Lucile Hadžihalilović: inocencia, enigma y metamorfosis

Editorial
7/3/2025

Lucile Hadžihalilović es la cineasta del secreto, de la sombra, de lo no dicho. Su obra, deliberadamente breve y paciente, asemeja emerger desde los bordes de la conciencia, como un sueño extraño del que despertamos sin comprender de todo su significado pero sintiendo, en el cuerpo, su marca. Con formación en letras y cine, y una trayectoria que combina dirección, montaje y guión, Hadzihalilovic pertenece a esa estirpe de creadoras que constrúyen un mundo propio al margen de las lógicas del mercado o de las tendencias, con una coherencia estética y conceptual profundamente arraigada.

Su carrera empieza en los años noventa junto con Gaspar Noé, con el que funda la productora Les Cinémas de la Zone y colabora en varias de sus primeras obras: Carne, Seul contre tous y Enter the void. Esta relación, lejos de definir su voz, actúa como contraste: si Noé empuja hacia el exceso, Hadzihalilovic explora el contenido, la contención, el enigma. 

Sus primeros cortos —La première mort de Nono (1987), Good Boys Use Condoms (1998) y Nectar (2014)— revelan ya un universo cinematográfico singular, donde la infancia, el cuerpo y lo inquietante se entrelazan con sutileza. La première mort de Nono, narra con humor negro y crueldad infantil la pérdida de la inocencia de un niño. Good Boys Use Condoms, codirigido con Gaspar Noé, juega con lo grotesco y con la educación sexual desde un tono provocador y explícito. Finalmente, Nectar se sumerge en una dimensión casi mitológica, donde la figura feminina aparece rodeada de misterio y sensualidad, desbordando lo narrativo cara lo sensorial. A pesar de sus diferencias formales, estas puezas comparten un mismo substrato: la construción de espacios cerrados, casi claustrofóbicos, donde lo corporal se convierte en lenguaje, y donde Hadzihalilovic ensaya los temas que definirán su cine futuro.

La Bouche de Jean-Pierre (1996), su primer mediometraje, vuelve a abordar la violencia infantil con una distancia inquietante. Pero es con Innocence (2004) que su visión se consolida: una alegoría hipnótica y cruel sobre el cuerpo femenino, la educación y el destino, rodada en un internado rodeado de bosque.
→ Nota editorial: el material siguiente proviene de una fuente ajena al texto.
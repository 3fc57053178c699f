//! Per-source accuracy bookkeeping and mode recommendation.

use glossa_core::constants::MODE_SWITCH_MARGIN;
use glossa_core::{PredictionMode, Source};
use serde::{Deserialize, Serialize};

/// Evaluations in which one source contributed to the judged candidate.
#[derive(Debug, Clone, PartialEq, Default, Serialize, Deserialize)]
pub struct SourceMetrics {
    pub total: u64,
    pub correct: u64,
    /// EMA of correctness; recent feedback counts more.
    pub decaying_accuracy: f64,
    confidence_sum: f64,
}

impl SourceMetrics {
    pub fn record(&mut self, correct: bool, confidence: f64, rate: f64) {
        let c = if correct { 1.0 } else { 0.0 };
        self.decaying_accuracy = if self.total == 0 {
            c
        } else {
            self.decaying_accuracy * (1.0 - rate) + c * rate
        };
        self.total += 1;
        if correct {
            self.correct += 1;
        }
        self.confidence_sum += confidence;
    }

    /// Lifetime accuracy in [0, 1].
    pub fn accuracy(&self) -> f64 {
        if self.total == 0 {
            return 0.0;
        }
        self.correct as f64 / self.total as f64
    }

    /// Mean probability of the judged candidates.
    pub fn average_confidence(&self) -> f64 {
        if self.total == 0 {
            return 0.0;
        }
        self.confidence_sum / self.total as f64
    }
}

/// Aggregate tracker counters.
#[derive(Debug, Clone, PartialEq, Default, Serialize, Deserialize)]
pub struct TrackerMetrics {
    sources: [SourceMetrics; Source::COUNT],
    pub issued: u64,
    pub feedback_applied: u64,
    pub stale_feedback: u64,
    pub expired: u64,
}

impl TrackerMetrics {
    pub fn source(&self, source: Source) -> &SourceMetrics {
        &self.sources[source.index()]
    }

    pub(crate) fn source_mut(&mut self, source: Source) -> &mut SourceMetrics {
        &mut self.sources[source.index()]
    }

    /// Single-source mode when one source's decaying accuracy leads the
    /// other's by more than the switch margin, once both have `min_samples`
    /// evaluations; `Hybrid` otherwise.
    pub fn recommended_mode(&self, min_samples: u64) -> PredictionMode {
        let chars = self.source(Source::Character);
        let segments = self.source(Source::Segment);
        if chars.total < min_samples || segments.total < min_samples {
            return PredictionMode::Hybrid;
        }
        if segments.decaying_accuracy > chars.decaying_accuracy + MODE_SWITCH_MARGIN {
            PredictionMode::SegmentOnly
        } else if chars.decaying_accuracy > segments.decaying_accuracy + MODE_SWITCH_MARGIN {
            PredictionMode::CharacterOnly
        } else {
            PredictionMode::Hybrid
        }
    }
}

#[cfg(test)]
mod tests {
    use super::*;

    #[test]
    fn first_sample_seeds_decaying_accuracy() {
        let mut m = SourceMetrics::default();
        m.record(true, 0.4, 0.1);
        assert_eq!(m.decaying_accuracy, 1.0);
        m.record(false, 0.2, 0.1);
        assert!((m.decaying_accuracy - 0.9).abs() < 1e-12);
        assert_eq!(m.accuracy(), 0.5);
        assert!((m.average_confidence() - 0.3).abs() < 1e-12);
    }

    #[test]
    fn recommendation_needs_samples_and_margin() {
        let mut metrics = TrackerMetrics::default();
        for _ in 0..5 {
            metrics.source_mut(Source::Segment).record(true, 0.5, 0.1);
            metrics.source_mut(Source::Character).record(false, 0.5, 0.1);
        }
        assert_eq!(metrics.recommended_mode(10), PredictionMode::Hybrid);
        assert_eq!(metrics.recommended_mode(5), PredictionMode::SegmentOnly);
    }
}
La película recibe múltiples premios internacionales y la situa en el mapa del cine de autor como una voz única.

Su segundo largo, Évolution (2015), continúa esa inmersión en mundos aislados, casi extratemporales, poblando la pantalla de una ciencia ficción sin tecnología, odnde la biología y el deseo se entrelazan en un relato sin respuestas claras. El filme gana elpremio a la Mejor Dirección en San Sebastián y consolida su reputación como cineasta de lo sensorial, de la imagen como experiencia táctil. Earwig (2021), galardonada en Locarno, es tal vez su trabajo más radicalmente abstracto: una niña con dientes de hielo, un hombree que la cuida, una casa oscura como una caja craniana cerrada. Aquí, el tiempo se dilata, y la narración se disuelve en pulsiones visuales.

El cine de Hadzihalilovic no busca explicar el mundo, sino interrogar sus códigos más primarios. En tiempos de sobreinformación, su propuesta apuesta por la opacidad, por la belleza de lo inexplicable, por esa extrañeza que, al final, revela más sobre nosotros que cualquier realismo. Sus filmes hablan —o más bien susurran— sobre el cuerpo como campo de batalla simbólica, sobre la infancia como territorio ambiguo y sobre los ritos de paso que nos modelan, sin que sepamos nunca quien los escribe. En un contexto donde el cine tiende al exceso y a la clausura del sentido, Hadzihalilovic propone una ética deol misterio. Un viaje sin mapas, ni promesa de llegada. Y eso, hoy, es profundamente político.